WORKING DATA START
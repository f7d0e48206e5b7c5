// src/tree/sidebar.rs
// =============================================================================
// Drives TreeState against a ContentSource.
//
// TreeState decides WHAT to fetch (it hands out LoadTickets); Sidebar does
// the fetching and hands results back. Two rules keep the cache honest:
//
// 1. Before every read or write of the state, compare the selected
//    repository's generation with the one the state was built for. If the
//    repository changed, drop every node first.
// 2. Results are applied through TreeState::complete, which ignores any
//    ticket issued for an older generation.
//
// Together they mean a listing that was in flight during a switch can never
// land in the new repository's tree.
//
// Sibling directories are fetched concurrently, at most
// MAX_CONCURRENT_LISTINGS at a time (same buffer_unordered pattern as the
// rest of the async code).
// =============================================================================

use futures::stream::{self, StreamExt};
use std::sync::{Arc, Mutex, MutexGuard};
use tokio::sync::watch;
use tracing::{debug, info};

use super::listing::list_children;
use super::state::{Completion, DirectoryListing, LoadTicket, TreeRow, TreeState};
use crate::github::ContentSource;
use crate::nav::RepoSnapshot;

/// How many directory listings may be in flight at once.
pub const MAX_CONCURRENT_LISTINGS: usize = 8;

pub struct Sidebar {
    source: Arc<dyn ContentSource>,
    selection: watch::Receiver<RepoSnapshot>,
    state: Mutex<TreeState>,
}

impl Sidebar {
    pub fn new(source: Arc<dyn ContentSource>, selection: watch::Receiver<RepoSnapshot>) -> Self {
        let state = TreeState::new(&selection.borrow());
        Self {
            source,
            selection,
            state: Mutex::new(state),
        }
    }

    /// Loads the root listing (and any directories on the active path).
    pub async fn load_root(&self) {
        let ticket = self.state().start_root();
        self.run(ticket.into_iter().collect()).await;
    }

    /// Expands or collapses `path`, fetching it if it has never loaded.
    pub async fn toggle(&self, path: &str) {
        let ticket = self.state().toggle(path);
        self.run(ticket.into_iter().collect()).await;
    }

    /// Loads the root, then expands every directory up to `depth` levels
    /// deep, one level at a time.
    pub async fn expand_to_depth(&self, depth: usize) {
        self.load_root().await;
        loop {
            let tickets = self.state().expand_within(depth);
            if tickets.is_empty() {
                break;
            }
            self.run(tickets).await;
        }
    }

    pub fn set_active_path(&self, path: &str) {
        self.state().set_active_path(path);
    }

    pub fn rows(&self) -> Vec<TreeRow> {
        self.state().rows()
    }

    pub fn listing(&self, path: &str) -> Option<DirectoryListing> {
        self.state().listing(path)
    }

    // Fetches every ticket, plus whatever follow-up tickets the results ask for
    async fn run(&self, mut tickets: Vec<LoadTicket>) {
        let source = self.source.as_ref();

        while !tickets.is_empty() {
            let mut results = stream::iter(std::mem::take(&mut tickets))
                .map(|ticket| async move {
                    let result = list_children(source, &ticket.repo, &ticket.path).await;
                    (ticket, result)
                })
                .buffer_unordered(MAX_CONCURRENT_LISTINGS);

            while let Some((ticket, result)) = results.next().await {
                match self.state().complete(&ticket, result) {
                    Completion::Applied(follow_up) => tickets.extend(follow_up),
                    Completion::Stale => {
                        debug!(path = %ticket.path, generation = ticket.generation, "dropping stale listing")
                    }
                }
            }
        }
    }

    // Locks the state, resetting it first if the repository changed
    fn state(&self) -> MutexGuard<'_, TreeState> {
        let mut state = self.state.lock().unwrap_or_else(|poisoned| poisoned.into_inner());
        let snapshot = self.selection.borrow();
        if snapshot.generation != state.generation() {
            info!(repo = %snapshot.repo, generation = snapshot.generation, "repository changed, clearing tree");
            state.reset(&snapshot);
        }
        drop(snapshot);
        state
    }
}

#[cfg(test)]
mod tests {
    use super::*;
    use crate::github::memory::MemorySource;
    use crate::github::RepositoryRef;
    use crate::nav::RepoSelection;
    use crate::settings::{MemorySettingsStore, Settings};
    use crate::tree::LoadStatus;

    fn repo_a() -> RepositoryRef {
        RepositoryRef::new("octo", "handbook")
    }

    fn repo_b() -> RepositoryRef {
        RepositoryRef::new("octo", "cookbook")
    }

    fn setup() -> (Arc<MemorySource>, RepoSelection, Sidebar) {
        let source = Arc::new(
            MemorySource::new()
                .with_file(&repo_a(), "README.md", "a")
                .with_file(&repo_a(), "api/index.md", "api")
                .with_file(&repo_a(), "guides/setup/intro.md", "intro")
                .with_file(&repo_a(), "guides/faq.md", "faq")
                .with_file(&repo_b(), "recipes/soup.md", "soup"),
        );
        let selection =
            RepoSelection::load(Settings::new(Arc::new(MemorySettingsStore::new()))).unwrap();
        selection
            .switch_repository(&repo_a().owner, &repo_a().name)
            .unwrap();
        let sidebar = Sidebar::new(source.clone(), selection.subscribe());
        (source, selection, sidebar)
    }

    fn root_names(sidebar: &Sidebar) -> Vec<String> {
        sidebar
            .listing("")
            .map(|l| l.entries.into_iter().map(|e| e.name).collect())
            .unwrap_or_default()
    }

    #[tokio::test]
    async fn test_root_is_cached_until_repository_switch() {
        let (source, selection, sidebar) = setup();

        sidebar.load_root().await;
        sidebar.load_root().await;
        assert_eq!(source.contents_calls(&repo_a(), ""), 1);
        assert_eq!(root_names(&sidebar), vec!["api", "guides", "README.md"]);

        selection
            .switch_repository(&repo_b().owner, &repo_b().name)
            .unwrap();
        assert!(sidebar.listing("").is_none());
        sidebar.load_root().await;
        assert_eq!(root_names(&sidebar), vec!["recipes"]);

        selection
            .switch_repository(&repo_a().owner, &repo_a().name)
            .unwrap();
        sidebar.load_root().await;
        assert_eq!(source.contents_calls(&repo_a(), ""), 2);
    }

    #[tokio::test]
    async fn test_late_listing_for_old_repository_is_dropped() {
        let (source, selection, sidebar) = setup();
        let gate = source.gate(&repo_a(), "");

        tokio::join!(sidebar.load_root(), async {
            selection
                .switch_repository(&repo_b().owner, &repo_b().name)
                .unwrap();
            gate.notify_one();
        });

        // The repo A answer arrived after the switch and was thrown away
        assert!(sidebar.listing("").is_none());

        sidebar.load_root().await;
        assert_eq!(root_names(&sidebar), vec!["recipes"]);
    }

    #[tokio::test]
    async fn test_active_path_loads_its_ancestors() {
        let (source, _selection, sidebar) = setup();
        sidebar.set_active_path("guides/setup/intro.md");

        sidebar.load_root().await;

        assert_eq!(source.contents_calls(&repo_a(), "guides"), 1);
        assert_eq!(source.contents_calls(&repo_a(), "guides/setup"), 1);
        assert_eq!(source.contents_calls(&repo_a(), "api"), 0);

        let paths: Vec<String> = sidebar.rows().into_iter().map(|r| r.entry.path).collect();
        assert_eq!(
            paths,
            vec![
                "api",
                "guides",
                "guides/setup",
                "guides/setup/intro.md",
                "guides/faq.md",
                "README.md"
            ]
        );
    }

    #[tokio::test]
    async fn test_toggle_fetches_once() {
        let (source, _selection, sidebar) = setup();
        sidebar.load_root().await;

        sidebar.toggle("api").await;
        sidebar.toggle("api").await;
        sidebar.toggle("api").await;

        assert_eq!(source.contents_calls(&repo_a(), "api"), 1);
        let listing = sidebar.listing("api").unwrap();
        assert!(listing.expanded);
        assert_eq!(listing.status, LoadStatus::Loaded);
    }

    #[tokio::test]
    async fn test_failed_listing_is_reported() {
        let (source, _selection, sidebar) = setup();
        source.fail_path(&repo_a(), "", 500);

        sidebar.load_root().await;

        let listing = sidebar.listing("").unwrap();
        assert!(matches!(listing.status, LoadStatus::Failed(_)));
        assert!(listing.entries.is_empty());
    }

    #[tokio::test]
    async fn test_expand_to_depth() {
        let (source, _selection, sidebar) = setup();

        sidebar.expand_to_depth(1).await;

        assert_eq!(source.contents_calls(&repo_a(), "api"), 1);
        assert_eq!(source.contents_calls(&repo_a(), "guides"), 1);
        assert_eq!(source.contents_calls(&repo_a(), "guides/setup"), 0);

        sidebar.expand_to_depth(2).await;
        assert_eq!(source.contents_calls(&repo_a(), "guides/setup"), 1);
        assert_eq!(source.contents_calls(&repo_a(), ""), 1);
    }
}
WORKING DATA END
ABOUT THIS TASK => In the records above, some lines hold the word "changed"; copy each such line.

SOLUTION TO THE PROBLEM =>
//    repository changed, drop every node first.
    // Locks the state, resetting it first if the repository changed
            info!(repo = %snapshot.repo, generation = snapshot.generation, "repository changed, clearing tree");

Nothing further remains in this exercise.